Accept how you feel. Don't judge your feelings, just stay in tune with how you feel. Cry if you need to. Don't feel guilty if you laugh. Accept that you might not want to do everything you used to do for the holiday.
Do what feels right for you. You are not obligated to participate in every activity. It might help to take each day as it comes. Tell hostesses you cannot make a commitment whether you'll attend a party or not. Your friends and family will understand. Take care of yourself when you're vulnerable.
See a therapist to get through this vulnerable time. Join a grief support group. Reach out to your minister. Don't try to go through the holidays alone.
Talk to your family and friends. Be honest with them about what you can do. For events outside of your circle, take a buddy with you and have an escape plan if you need to bow out. Remember to do what feels right. Ask for help. Take help when it's offered.
Spend time focusing on the kids. Children may not understand why the holidays are difficult this year. Try to do the events that are important to the kids and take a break when you've hit your limit.
Invite some friends who don't have family to come to your Christmas celebration. Talk about their traditions and family instead of focusing on the one you lost.
Do your shopping online this year to avoid the Christmas crowds.
Scale back. Put up minimal decorations at home. Don't feel like you have to send Christmas cards to your whole address book. Choose a few special friends this year who get greetings. Take care of yourself.
Give to others. Research shows that generosity lifts your spirits, lowers blood pressure and increases your mood. Grief makes you feel hopeless and sad. Reaching out to others boosts your happiness.
Take time for yourself. Get a massage. Listen to your favorite music. Meditate. Exercise. Do something that slows you down during the hectic holiday season.
Be careful how much you drink. Alcohol is a depressant. It's certainly OK to drink, but remember that it might affect you differently when you're grieving.
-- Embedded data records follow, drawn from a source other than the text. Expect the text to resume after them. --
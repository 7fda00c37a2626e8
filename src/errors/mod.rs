//! Error types for the gitpulse client.

use chrono::{DateTime, Utc};
use std::fmt;
use std::time::Duration;
use thiserror::Error;

/// Result type alias for client operations.
pub type GitHubResult<T> = Result<T, GitHubError>;

/// Error kinds for categorizing client failures.
#[derive(Debug, Clone, PartialEq, Eq)]
pub enum GitHubErrorKind {
    // Configuration errors
    /// Invalid configuration.
    InvalidConfiguration,
    /// Invalid request parameter.
    InvalidParameter,

    // Rate limit errors
    /// Primary (hourly quota) rate limit exhausted.
    RateLimited,
    /// Secondary (abuse detection) rate limit hit.
    SecondaryRateLimit,

    // Client errors
    /// Request validation failed (400).
    ValidationError,
    /// Bad credentials (401).
    BadCredentials,
    /// Access forbidden (403, not rate-limit related).
    Forbidden,
    /// Resource not found (404).
    NotFound,
    /// Unprocessable entity (422).
    UnprocessableEntity,

    // Server errors
    /// Internal server error (500).
    InternalError,
    /// Bad gateway (502).
    BadGateway,
    /// Service unavailable (503).
    ServiceUnavailable,

    // Network errors
    /// Connection failed below the HTTP layer.
    ConnectionFailed,
    /// Request timed out.
    Timeout,

    // Response errors
    /// Failed to deserialize a response body.
    DeserializationError,

    /// Unknown error.
    Unknown,
}

impl fmt::Display for GitHubErrorKind {
    fn fmt(&self, f: &mut fmt::Formatter<'_>) -> fmt::Result {
        match self {
            Self::InvalidConfiguration => write!(f, "invalid_configuration"),
            Self::InvalidParameter => write!(f, "invalid_parameter"),
            Self::RateLimited => write!(f, "rate_limited"),
            Self::SecondaryRateLimit => write!(f, "secondary_rate_limit"),
            Self::ValidationError => write!(f, "validation_error"),
            Self::BadCredentials => write!(f, "bad_credentials"),
            Self::Forbidden => write!(f, "forbidden"),
            Self::NotFound => write!(f, "not_found"),
            Self::UnprocessableEntity => write!(f, "unprocessable_entity"),
            Self::InternalError => write!(f, "internal_error"),
            Self::BadGateway => write!(f, "bad_gateway"),
            Self::ServiceUnavailable => write!(f, "service_unavailable"),
            Self::ConnectionFailed => write!(f, "connection_failed"),
            Self::Timeout => write!(f, "timeout"),
            Self::DeserializationError => write!(f, "deserialization_error"),
            Self::Unknown => write!(f, "unknown"),
        }
    }
}

/// Rate limit snapshot taken from `X-RateLimit-*` response headers.
#[derive(Debug, Clone, PartialEq, Eq)]
pub struct RateLimitInfo {
    /// Maximum requests allowed in the current window.
    pub limit: u32,
    /// Remaining requests in the current window.
    pub remaining: u32,
    /// Time when the window resets.
    pub reset_at: DateTime<Utc>,
    /// Requests used in the current window.
    pub used: u32,
}

/// Client error with enough structure for callers to branch without
/// string-matching.
#[derive(Error, Debug)]
pub struct GitHubError {
    /// Error kind.
    kind: GitHubErrorKind,
    /// Error message.
    message: String,
    /// HTTP status code.
    status_code: Option<u16>,
    /// Rate limit snapshot at the time of failure (if applicable).
    rate_limit: Option<RateLimitInfo>,
    /// How long the caller should wait before retrying (rate-limit errors).
    retry_after: Option<Duration>,
    /// Underlying low-level cause (network errors).
    #[source]
    cause: Option<Box<dyn std::error::Error + Send + Sync>>,
}

impl fmt::Display for GitHubError {
    fn fmt(&self, f: &mut fmt::Formatter<'_>) -> fmt::Result {
        write!(f, "[{}] {}", self.kind, self.message)?;
        if let Some(code) = self.status_code {
            write!(f, " (HTTP {})", code)?;
        }
        Ok(())
    }
}

impl GitHubError {
    /// Creates a new error.
    pub fn new(kind: GitHubErrorKind, message: impl Into<String>) -> Self {
        Self {
            kind,
            message: message.into(),
            status_code: None,
            rate_limit: None,
            retry_after: None,
            cause: None,
        }
    }

    /// Sets the HTTP status code.
    pub fn with_status(mut self, code: u16) -> Self {
        self.status_code = Some(code);
        self
    }

    /// Sets the rate limit snapshot.
    pub fn with_rate_limit(mut self, info: RateLimitInfo) -> Self {
        self.rate_limit = Some(info);
        self
    }

    /// Sets the retry-after duration.
    pub fn with_retry_after(mut self, wait: Duration) -> Self {
        self.retry_after = Some(wait);
        self
    }

    /// Sets the underlying cause.
    pub fn with_cause(mut self, cause: impl std::error::Error + Send + Sync + 'static) -> Self {
        self.cause = Some(Box::new(cause));
        self
    }

    /// Gets the error kind.
    pub fn kind(&self) -> &GitHubErrorKind {
        &self.kind
    }

    /// Gets the error message.
    pub fn message(&self) -> &str {
        &self.message
    }

    /// Gets the HTTP status code.
    pub fn status_code(&self) -> Option<u16> {
        self.status_code
    }

    /// Gets the rate limit snapshot.
    pub fn rate_limit(&self) -> Option<&RateLimitInfo> {
        self.rate_limit.as_ref()
    }

    /// Returns true if this error was caused by either rate limit.
    pub fn is_rate_limited(&self) -> bool {
        matches!(
            self.kind,
            GitHubErrorKind::RateLimited | GitHubErrorKind::SecondaryRateLimit
        )
    }

    /// Returns how long the caller should wait before retrying.
    ///
    /// Falls back to the time until the rate-limit window resets when no
    /// explicit retry-after was recorded.
    pub fn retry_after(&self) -> Option<Duration> {
        self.retry_after.or_else(|| {
            let rl = self.rate_limit.as_ref()?;
            let now = Utc::now();
            if rl.reset_at > now {
                (rl.reset_at - now).to_std().ok()
            } else {
                None
            }
        })
    }

    /// Returns true if this error is retryable.
    ///
    /// Primary rate-limit exhaustion is not: the reset is minutes to hours
    /// away, so it is surfaced immediately for the caller to handle.
    pub fn is_retryable(&self) -> bool {
        matches!(
            self.kind,
            GitHubErrorKind::SecondaryRateLimit
                | GitHubErrorKind::ConnectionFailed
                | GitHubErrorKind::Timeout
                | GitHubErrorKind::InternalError
                | GitHubErrorKind::BadGateway
                | GitHubErrorKind::ServiceUnavailable
        )
    }

    /// Creates an error from a non-success HTTP status and upstream message.
    pub fn from_response(status: u16, message: String) -> Self {
        Self::new(Self::kind_from_status(status), message).with_status(status)
    }

    /// Maps an HTTP status code to an error kind.
    fn kind_from_status(status: u16) -> GitHubErrorKind {
        match status {
            400 => GitHubErrorKind::ValidationError,
            401 => GitHubErrorKind::BadCredentials,
            403 => GitHubErrorKind::Forbidden,
            404 => GitHubErrorKind::NotFound,
            422 => GitHubErrorKind::UnprocessableEntity,
            429 => GitHubErrorKind::SecondaryRateLimit,
            502 => GitHubErrorKind::BadGateway,
            503 => GitHubErrorKind::ServiceUnavailable,
            500..=599 => GitHubErrorKind::InternalError,
            _ => GitHubErrorKind::Unknown,
        }
    }

    // Convenience constructors

    /// Creates a configuration error.
    pub fn configuration(message: impl Into<String>) -> Self {
        Self::new(GitHubErrorKind::InvalidConfiguration, message)
    }

    /// Creates a primary rate-limit error from a snapshot.
    pub fn rate_limited(info: RateLimitInfo) -> Self {
        let wait = (info.reset_at - Utc::now())
            .to_std()
            .unwrap_or(Duration::ZERO);
        Self::new(
            GitHubErrorKind::RateLimited,
            "API rate limit exceeded",
        )
        .with_status(403)
        .with_retry_after(wait)
        .with_rate_limit(info)
    }

    /// Creates a timeout error.
    pub fn timeout(message: impl Into<String>) -> Self {
        Self::new(GitHubErrorKind::Timeout, message)
    }

    /// Creates a deserialization error.
    pub fn deserialization(message: impl Into<String>) -> Self {
        Self::new(GitHubErrorKind::DeserializationError, message)
    }
}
Do something new. Travel. Change your menu. The first year is often the hardest, and many people do something different for the holidays the first year, and then return to the normal traditions.
Be honest with others. If you need to skip the celebrations, don't feel guilty. Just be truthful about what you can and can't do.
Remember that it is OK to be happy. You aren't diminishing your love toward the person who died when you experience joy.
Those who love you will understand that you need to do something different this holiday season. You don't have to feel guilty for your feelings, whether they're positive or negative. The holidays will be different without your loved one, but you can get through them.